Sensor-packed robot arms create a three-dimensional image of the car.
Codenamed G30, the next-generation 5-Series Sedan will not be revealed this year, but at least BMW is making the wait a tad easier by releasing pseudo teasers. Here we have a camouflaged near-production prototype of the executive midsize sedan flanked by large robotic arms. These are fitted with a number of sensors in charge of generating a 3D image of the car which serves as foundation for a three-dimensional data model with an accuracy of less than 100 µm (0.1 millimeters). Doing so allows BMW to spot even the tiniest deviations in an early stage and then iron these out to boost the car’s overall quality.
The 2017 5-Series will actually be the first car in the world to take advantage of the technology and BMW has been using it since last year in Munich for individual sheet-metal parts and tool inspection. Now, a car is the subject of the fully-automated optical measuring cell to help BMW remove all the quirks before 5-Series’ production debut.
While we had our hopes to see the car at the beginning of October in Paris, the latest report indicates BMW will unveil the next 5-Series in January 2017 at the North American International Auto Show in Detroit. The sedan will be the first to come out and is going to be followed several months later by the wagon and eventually by a new Gran Turismo since people in China love it.
The design will basically be an evolution of today’s model, but that won’t be the case with the underpinnings since the new 5 will switch to the CLAR platform that has underpinned the flagship 7. That should bring an estimated weight loss of around 220 pounds (100 kilograms) which will improve not only efficiency, but also performance.
2017 BMW 5-Series prototype receives robot 3D mapping for quality
The virtual new BMW 5 Series: High-precision, fully-automated measuring technology generates 3D data model of upcoming generation
The BMW Group is the first automobile manufacturer to introduce a unique system concept with a fully-automated, optical measuring cell in its pilot plant in Munich. Freely moving robot arms use sensors to create a three-dimensional image of the entire vehicle and generate a 3D data model from the data captured, with an accuracy of less than 100 µm. This allows barely visible deviations to be identified at an early stage.
The optical measuring cell is deployed at the interface between development and series production. It forms part of the BMW Group’s digitalisation strategy for production and supports the high quality standards for production of premium vehicles. The next generation of the BMW 5 Series Sedan will be the first to benefit from this new technology.
Eduard Obst, Head of Geometric Analysis, Measuring Technology and Cubing, Total Vehicle, explains: “We are delighted to reach this genuine milestone in preproduction with the optical measuring cell: A single measurement provides us with a 3D data model of the total vehicle. Lengthy individual measurements and data collation are no longer needed – saving time and enhancing quality at the start of series production.”

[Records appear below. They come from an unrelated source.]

//! AST nodes produced from a scheduled program.
//!
//! The AST bridges the polyhedral representation and a downstream code
//! generator: loops over time dimensions, sequence blocks for static
//! ordering, and user statements carrying their access expressions.

use std::fmt;

/// Expression in the generated AST.
#[derive(Debug, Clone, PartialEq, Eq)]
pub enum AstExpr {
    /// Integer constant
    Int(i64),
    /// Variable reference
    Var(String),
    /// Binary operation
    Binary {
        /// Operator
        op: AstBinOp,
        /// Left operand
        left: Box<AstExpr>,
        /// Right operand
        right: Box<AstExpr>,
    },
    /// Floor division
    FloorDiv(Box<AstExpr>, Box<AstExpr>),
    /// Ceiling division
    CeilDiv(Box<AstExpr>, Box<AstExpr>),
    /// Minimum of two expressions
    Min(Box<AstExpr>, Box<AstExpr>),
    /// Maximum of two expressions
    Max(Box<AstExpr>, Box<AstExpr>),
}

/// Binary operators in AST expressions.
#[derive(Debug, Clone, Copy, PartialEq, Eq)]
pub enum AstBinOp {
    /// Addition
    Add,
    /// Subtraction
    Sub,
    /// Multiplication
    Mul,
}

impl AstExpr {
    /// Integer constant.
    pub fn int(v: i64) -> Self {
        Self::Int(v)
    }

    /// Variable reference.
    pub fn var(name: impl Into<String>) -> Self {
        Self::Var(name.into())
    }

    /// Addition.
    pub fn add(self, other: Self) -> Self {
        Self::Binary {
            op: AstBinOp::Add,
            left: Box::new(self),
            right: Box::new(other),
        }
    }

    /// Multiplication.
    pub fn mul(self, other: Self) -> Self {
        Self::Binary {
            op: AstBinOp::Mul,
            left: Box::new(self),
            right: Box::new(other),
        }
    }

    /// Floor division.
    pub fn floordiv(self, other: Self) -> Self {
        Self::FloorDiv(Box::new(self), Box::new(other))
    }

    /// Ceiling division.
    pub fn ceildiv(self, other: Self) -> Self {
        Self::CeilDiv(Box::new(self), Box::new(other))
    }

    /// Minimum.
    pub fn min(self, other: Self) -> Self {
        Self::Min(Box::new(self), Box::new(other))
    }

    /// Maximum.
    pub fn max(self, other: Self) -> Self {
        Self::Max(Box::new(self), Box::new(other))
    }

    /// Try to evaluate as a constant.
    pub fn eval_constant(&self) -> Option<i64> {
        match self {
            Self::Int(v) => Some(*v),
            Self::Binary { op, left, right } => {
                let l = left.eval_constant()?;
                let r = right.eval_constant()?;
                Some(match op {
                    AstBinOp::Add => l + r,
                    AstBinOp::Sub => l - r,
                    AstBinOp::Mul => l * r,
                })
            }
            Self::FloorDiv(a, b) => {
                let (a, b) = (a.eval_constant()?, b.eval_constant()?);
                if b == 0 {
                    return None;
                }
                Some(crate::polyhedral::expr::floor_div(a, b))
            }
            Self::CeilDiv(a, b) => {
                let (a, b) = (a.eval_constant()?, b.eval_constant()?);
                if b == 0 {
                    return None;
                }
                Some(crate::polyhedral::expr::ceil_div(a, b))
            }
            Self::Min(a, b) => Some(a.eval_constant()?.min(b.eval_constant()?)),
            Self::Max(a, b) => Some(a.eval_constant()?.max(b.eval_constant()?)),
            _ => None,
        }
    }

    /// Constant-fold and apply identity simplifications.
    pub fn simplify(self) -> Self {
        if let Some(v) = self.eval_constant() {
            return Self::Int(v);
        }
        match self {
            Self::Binary { op, left, right } => {
                let l = left.simplify();
                let r = right.simplify();
                match (&op, l.eval_constant(), r.eval_constant()) {
                    (AstBinOp::Add, Some(0), _) => return r,
                    (AstBinOp::Add, _, Some(0)) => return l,
                    (AstBinOp::Sub, _, Some(0)) => return l,
                    (AstBinOp::Mul, Some(1), _) => return r,
                    (AstBinOp::Mul, _, Some(1)) => return l,
                    (AstBinOp::Mul, Some(0), _) | (AstBinOp::Mul, _, Some(0)) => {
                        return Self::Int(0)
                    }
                    _ => {}
                }
                Self::Binary {
                    op,
                    left: Box::new(l),
                    right: Box::new(r),
                }
            }
            Self::Min(a, b) => {
                let a = a.simplify();
                let b = b.simplify();
                if a == b {
                    return a;
                }
                Self::Min(Box::new(a), Box::new(b))
            }
            Self::Max(a, b) => {
                let a = a.simplify();
                let b = b.simplify();
                if a == b {
                    return a;
                }
                Self::Max(Box::new(a), Box::new(b))
            }
            Self::FloorDiv(a, b) => {
                let a = a.simplify();
                let b = b.simplify();
                if b.eval_constant() == Some(1) {
                    return a;
                }
                Self::FloorDiv(Box::new(a), Box::new(b))
            }
            Self::CeilDiv(a, b) => {
                let a = a.simplify();
                let b = b.simplify();
                if b.eval_constant() == Some(1) {
                    return a;
                }
                Self::CeilDiv(Box::new(a), Box::new(b))
            }
            other => other,
        }
    }
}

impl fmt::Display for AstExpr {
    fn fmt(&self, f: &mut fmt::Formatter<'_>) -> fmt::Result {
        match self {
            Self::Int(v) => write!(f, "{}", v),
            Self::Var(name) => write!(f, "{}", name),
            Self::Binary { op, left, right } => {
                let op_str = match op {
                    AstBinOp::Add => "+",
                    AstBinOp::Sub => "-",
                    AstBinOp::Mul => "*",
                };
                write!(f, "({} {} {})", left, op_str, right)
            }
            Self::FloorDiv(a, b) => write!(f, "floord({}, {})", a, b),
            Self::CeilDiv(a, b) => write!(f, "ceild({}, {})", a, b),
            Self::Min(a, b) => write!(f, "min({}, {})", a, b),
            Self::Max(a, b) => write!(f, "max({}, {})", a, b),
        }
    }
}

/// AST node for the scheduled program.
#[derive(Debug, Clone, PartialEq)]
pub enum AstNode {
    /// A for loop over one dynamic time dimension.
    For {
        /// Loop iterator variable
        iterator: String,
        /// Lower bound (inclusive)
        lower: AstExpr,
        /// Upper bound (inclusive)
        upper: AstExpr,
        /// Loop body
        body: Vec<AstNode>,
    },
    /// An ordered sequence of subtrees (static ordering).
    Block(Vec<AstNode>),
    /// A user statement instance with its access expressions.
    User {
        /// Computation name
        name: String,
        /// Original iterators expressed over the loop variables
        args: Vec<AstExpr>,
    },
}

impl AstNode {
    /// Iterate over all `User` leaves of the tree.
    pub fn leaves(&self) -> Vec<&AstNode> {
        let mut out = Vec::new();
        self.collect_leaves(&mut out);
        out
    }

    fn collect_leaves<'a>(&'a self, out: &mut Vec<&'a AstNode>) {
        match self {
            AstNode::For { body, .. } => {
                for n in body {
                    n.collect_leaves(out);
                }
            }
            AstNode::Block(nodes) => {
                for n in nodes {
                    n.collect_leaves(out);
                }
            }
            AstNode::User { .. } => out.push(self),
        }
    }

    /// Depth of the deepest loop nest in the tree.
    pub fn loop_depth(&self) -> usize {
        match self {
            AstNode::For { body, .. } => {
                1 + body.iter().map(|n| n.loop_depth()).max().unwrap_or(0)
            }
            AstNode::Block(nodes) => nodes.iter().map(|n| n.loop_depth()).max().unwrap_or(0),
            AstNode::User { .. } => 0,
        }
    }

    fn write_indented(&self, f: &mut fmt::Formatter<'_>, depth: usize) -> fmt::Result {
        let pad = "  ".repeat(depth);
        match self {
            AstNode::For {
                iterator,
                lower,
                upper,
                body,
            } => {
                writeln!(f, "{}for ({} = {}; {} <= {}; {}++)", pad, iterator, lower, iterator, upper, iterator)?;
                for n in body {
                    n.write_indented(f, depth + 1)?;
                }
                Ok(())
            }
            AstNode::Block(nodes) => {
                for n in nodes {
                    n.write_indented(f, depth)?;
                }
                Ok(())
            }
            AstNode::User { name, args } => {
                let args: Vec<String> = args.iter().map(|a| a.to_string()).collect();
                writeln!(f, "{}{}({})", pad, name, args.join(", "))
            }
        }
    }
}

impl fmt::Display for AstNode {
    fn fmt(&self, f: &mut fmt::Formatter<'_>) -> fmt::Result {
        self.write_indented(f, 0)
    }
}

#[cfg(test)]
mod tests {
    use super::*;

    #[test]
    fn test_simplify_identities() {
        let e = AstExpr::int(0).add(AstExpr::var("x"));
        assert_eq!(e.simplify(), AstExpr::var("x"));

        let e = AstExpr::var("x").mul(AstExpr::int(1));
        assert_eq!(e.simplify(), AstExpr::var("x"));

        let e = AstExpr::int(2).add(AstExpr::int(3));
        assert_eq!(e.simplify(), AstExpr::Int(5));
    }

    #[test]
    fn test_constant_folding_div() {
        let e = AstExpr::int(-7).floordiv(AstExpr::int(2));
        assert_eq!(e.simplify(), AstExpr::Int(-4));
        let e = AstExpr::int(7).ceildiv(AstExpr::int(2));
        assert_eq!(e.simplify(), AstExpr::Int(4));
    }

    #[test]
    fn test_min_of_equal_terms() {
        let e = AstExpr::var("n").min(AstExpr::var("n"));
        assert_eq!(e.simplify(), AstExpr::var("n"));
    }

    #[test]
    fn test_display() {
        let e = AstExpr::var("i").add(AstExpr::int(1));
        assert_eq!(e.to_string(), "(i + 1)");
        let e = AstExpr::var("i").floordiv(AstExpr::int(32));
        assert_eq!(e.to_string(), "floord(i, 32)");
    }

    #[test]
    fn test_leaves_and_depth() {
        let tree = AstNode::For {
            iterator: "c0".to_string(),
            lower: AstExpr::int(0),
            upper: AstExpr::int(9),
            body: vec![AstNode::User {
                name: "S0".to_string(),
                args: vec![AstExpr::var("c0")],
            }],
        };
        assert_eq!(tree.leaves().len(), 1);
        assert_eq!(tree.loop_depth(), 1);
    }
}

A robot arm on rails mounted on each longitudinal axis of the optical measuring cell moves freely as it maps the vehicle in complete space. Occupying a relatively small area, this set-up allows two small, flexible robots to be used in parallel in an optimum working range. Compared with previous processes, in which robots use a single sensor to record one side of the vehicle after the other, measurements now only take around half the time and are completed within just a few days.
The robots are fitted with two sensors that record reference points and then capture individual surface areas of approx. 80 x 80 cm each. These are combined to form a scan of the entire vehicle. Analysis of the data quickly reveals any deviations, allowing technical integration specialists in the Production division to take appropriate action early on.
Three-dimensional vehicle scanning can be fully automated and performed at off-peak hours or at night, so the measuring cell can be utilised to full capacity. With results delivered promptly, update cycles are shorter or no longer needed. The measurement data and analysis findings are shared online within the production network and also made available to the plant responsible for series production to assist with their preparations.
The fully-automated optical measuring cell is gaining increasing importance within the BMW Group. This technology has been successfully used in toolmaking in Munich since 2015 for complete measurement of individual sheet-metal parts, as well as tool inspection.
The BMW Group is currently exploring the use of automated optical measurement at its automobile plants.